Stored data:
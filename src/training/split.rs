//! Seeded stratified train/test splitting.

use std::collections::BTreeMap;

use rand::SeedableRng;
use rand::rngs::StdRng;
use rand::seq::SliceRandom;

use crate::error::{PhishguardError, Result};
use crate::training::dataset::TrainingExample;

/// Split examples into (train, test) preserving per-class proportions.
///
/// Each class's indices are shuffled with a seeded RNG and the rounded
/// `test_size` share goes to the held-out set, so a fixed seed reproduces
/// the exact split.
pub fn stratified_split(
    examples: &[TrainingExample],
    test_size: f64,
    seed: u64,
) -> Result<(Vec<TrainingExample>, Vec<TrainingExample>)> {
    if !(0.0..1.0).contains(&test_size) || test_size == 0.0 {
        return Err(PhishguardError::invalid_argument(format!(
            "test_size must be in (0, 1), got {test_size}"
        )));
    }
    if examples.is_empty() {
        return Err(PhishguardError::training("cannot split an empty dataset"));
    }

    // BTreeMap keeps class iteration order deterministic.
    let mut by_class: BTreeMap<i8, Vec<usize>> = BTreeMap::new();
    for (index, example) in examples.iter().enumerate() {
        by_class.entry(example.label).or_default().push(index);
    }

    let mut rng = StdRng::seed_from_u64(seed);
    let mut train_indices = Vec::new();
    let mut test_indices = Vec::new();

    for indices in by_class.values() {
        let mut shuffled = indices.clone();
        shuffled.shuffle(&mut rng);

        let take = ((shuffled.len() as f64) * test_size).round() as usize;
        let take = take.min(shuffled.len());
        test_indices.extend_from_slice(&shuffled[..take]);
        train_indices.extend_from_slice(&shuffled[take..]);
    }

    if train_indices.is_empty() || test_indices.is_empty() {
        return Err(PhishguardError::training(format!(
            "split produced an empty side (train {}, test {})",
            train_indices.len(),
            test_indices.len()
        )));
    }

    train_indices.sort_unstable();
    test_indices.sort_unstable();

    let train = train_indices.iter().map(|&index| examples[index]).collect();
    let test = test_indices.iter().map(|&index| examples[index]).collect();
    Ok((train, test))
}

#[cfg(test)]
mod tests {
    use super::*;
    use crate::features::vector::FeatureVector;

    fn examples(phishing: usize, legitimate: usize) -> Vec<TrainingExample> {
        let mut out = Vec::new();
        for _ in 0..phishing {
            out.push(TrainingExample {
                features: FeatureVector::default(),
                label: -1,
            });
        }
        for _ in 0..legitimate {
            out.push(TrainingExample {
                features: FeatureVector::default(),
                label: 1,
            });
        }
        out
    }

    fn count_label(examples: &[TrainingExample], label: i8) -> usize {
        examples.iter().filter(|example| example.label == label).count()
    }

    #[test]
    fn test_preserves_class_proportions() {
        let data = examples(60, 40);
        let (train, test) = stratified_split(&data, 0.2, 42).unwrap();

        assert_eq!(train.len() + test.len(), 100);
        assert_eq!(count_label(&test, -1), 12);
        assert_eq!(count_label(&test, 1), 8);
        assert_eq!(count_label(&train, -1), 48);
        assert_eq!(count_label(&train, 1), 32);
    }

    #[test]
    fn test_fixed_seed_reproduces_split() {
        let mut data = examples(30, 30);
        // Give rows distinguishable features so we can compare membership.
        for (index, example) in data.iter_mut().enumerate() {
            example.features.url_length = (index % 3) as i8 - 1;
        }

        let first = stratified_split(&data, 0.25, 7).unwrap();
        let second = stratified_split(&data, 0.25, 7).unwrap();
        assert_eq!(first.0, second.0);
        assert_eq!(first.1, second.1);

        let different = stratified_split(&data, 0.25, 8).unwrap();
        // A different seed almost surely picks a different held-out set.
        assert_ne!(first.1, different.1);
    }

    #[test]
    fn test_invalid_test_size() {
        let data = examples(5, 5);
        assert!(stratified_split(&data, 0.0, 42).is_err());
        assert!(stratified_split(&data, 1.0, 42).is_err());
        assert!(stratified_split(&data, -0.5, 42).is_err());
    }

    #[test]
    fn test_empty_dataset() {
        assert!(stratified_split(&[], 0.2, 42).is_err());
    }
}
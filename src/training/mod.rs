//! Offline training pipeline.
//!
//! A batch job, run once per model version: load the labeled feature
//! dataset, split it, fit the scaler and the forest, evaluate on the
//! held-out split, and persist the artifact pair. It shares nothing with
//! the serving path except the files it writes.

pub mod dataset;
pub mod metrics;
pub mod pipeline;
pub mod split;

pub use dataset::{Dataset, TrainingExample};
pub use metrics::{ClassMetrics, EvaluationReport, accuracy};
pub use pipeline::{TrainingConfig, TrainingReport, train};
pub use split::stratified_split;
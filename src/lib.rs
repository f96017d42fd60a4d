//! # Phishguard
//!
//! Lexical phishing URL detection for Rust.
//!
//! A URL is mapped to a fixed 11-dimensional feature vector by a
//! deterministic, total extractor, standardized with a fitted scaler, and
//! voted through a fitted random forest to produce a Phishing/Legitimate
//! verdict with a confidence estimate.
//!
//! ## Features
//!
//! - Pure Rust implementation
//! - Deterministic, seedable training pipeline
//! - Public-suffix-aware hostname decomposition
//! - JSON model artifacts with schema checking
//! - CLI and HTTP serving surfaces

pub mod cli;
pub mod error;
pub mod features;
pub mod model;
pub mod scorer;
pub mod server;
pub mod training;

// Version information
pub const VERSION: &str = env!("CARGO_PKG_VERSION");
use anyhow::{anyhow, Result};
use tracing::{error, info};

use crate::contract::{FetchError, Fetcher};

/// Redirection service used for URLs that point at a repository
/// subdirectory (`/tree/...`). Third-party service, known to be flaky.
const TREE_REDIRECT_SERVICE: &str = "https://download-directory.github.io/?";

/// Branch candidates tried, in order, when none is given on the command line.
const DEFAULT_BRANCH_CANDIDATES: [&str; 2] = ["master", "main"];

/// Builds the archive download URL for a repository and branch. URLs with a
/// `/tree/` subdirectory marker are routed through the redirection service
/// before the archive suffix is appended.
pub fn resolve_archive_url(repo_url: &str, branch: &str) -> String {
    let base = if repo_url.contains("/tree/") {
        format!("{TREE_REDIRECT_SERVICE}{repo_url}")
    } else {
        repo_url.to_string()
    };
    format!("{base}/archive/{branch}.zip")
}

/// HTTP implementation of [`Fetcher`] backed by a reqwest client.
pub struct HttpFetcher {
    client: reqwest::Client,
}

impl HttpFetcher {
    pub fn new() -> Self {
        Self {
            client: reqwest::Client::new(),
        }
    }
}

impl Default for HttpFetcher {
    fn default() -> Self {
        Self::new()
    }
}

#[async_trait::async_trait]
impl Fetcher for HttpFetcher {
    async fn fetch_bytes(&self, url: &str) -> Result<Vec<u8>, FetchError> {
        info!(url = %url, "Fetching archive");
        let response = self.client.get(url).send().await.map_err(|e| {
            error!(error = ?e, url = %url, "Archive request failed");
            FetchError::Transport {
                url: url.to_string(),
                source: e,
            }
        })?;

        let status = response.status();
        if !status.is_success() {
            error!(status = %status, url = %url, "Archive request returned non-success status");
            return Err(FetchError::Status {
                url: url.to_string(),
                status: status.as_u16(),
            });
        }

        let bytes = response.bytes().await.map_err(|e| {
            error!(error = ?e, url = %url, "Failed to read archive response body");
            FetchError::Transport {
                url: url.to_string(),
                source: e,
            }
        })?;
        info!(url = %url, size = bytes.len(), "Archive downloaded");
        Ok(bytes.to_vec())
    }
}

/// Downloads the repository archive. An explicit branch is fetched as-is;
/// otherwise the default candidates are tried in order, moving on only when
/// a candidate's archive does not exist. Returns the archive bytes together
/// with the branch that produced them.
pub async fn download_archive<F: Fetcher + ?Sized>(
    fetcher: &F,
    repo_url: &str,
    branch: Option<&str>,
) -> Result<(Vec<u8>, String)> {
    let candidates: Vec<&str> = match branch {
        Some(reference) => vec![reference],
        None => DEFAULT_BRANCH_CANDIDATES.to_vec(),
    };

    let mut last_not_found: Option<FetchError> = None;
    for candidate in candidates {
        let url = resolve_archive_url(repo_url, candidate);
        match fetcher.fetch_bytes(&url).await {
            Ok(bytes) => return Ok((bytes, candidate.to_string())),
            Err(e) if e.is_not_found() => {
                info!(branch = candidate, url = %url, "Branch not found, trying next candidate");
                last_not_found = Some(e);
            }
            Err(e) => {
                return Err(
                    anyhow!(e).context(format!("failed to download archive for {repo_url}"))
                );
            }
        }
    }

    match last_not_found {
        Some(e) => Err(anyhow!(e).context(format!("no archive branch found for {repo_url}"))),
        None => Err(anyhow!("no branch candidates to try for {repo_url}")),
    }
}
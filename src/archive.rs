use std::io::{Cursor, Read};

use anyhow::{Context, Result};
use tracing::debug;

/// One file record inside a repository archive.
#[derive(Debug, Clone)]
pub struct ArchiveEntry {
    /// Path as stored in the archive, e.g. `repo-master/src/app.py`.
    pub path: String,
    pub bytes: Vec<u8>,
}

/// Reads all file entries from in-memory zip bytes, in archive order.
/// Directory entries are skipped. Malformed bytes fail with a format error;
/// there is no partial recovery.
pub fn read_entries(bytes: &[u8]) -> Result<Vec<ArchiveEntry>> {
    let mut container = zip::ZipArchive::new(Cursor::new(bytes))
        .context("archive bytes are not a readable zip container")?;

    let mut entries = Vec::with_capacity(container.len());
    for index in 0..container.len() {
        let mut file = container
            .by_index(index)
            .with_context(|| format!("failed to open archive entry {index}"))?;
        if file.is_dir() {
            continue;
        }

        let path = file.name().to_string();
        let mut bytes = Vec::with_capacity(file.size() as usize);
        file.read_to_end(&mut bytes)
            .with_context(|| format!("failed to read archive entry {path}"))?;
        debug!(path = %path, size = bytes.len(), "Read archive entry");
        entries.push(ArchiveEntry { path, bytes });
    }

    Ok(entries)
}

» TASK ITEM: What lines in the entries contain "struct"? Report each one by copying it.

» EXERCISE RESULT:
pub struct HttpFetcher {
pub struct ArchiveEntry {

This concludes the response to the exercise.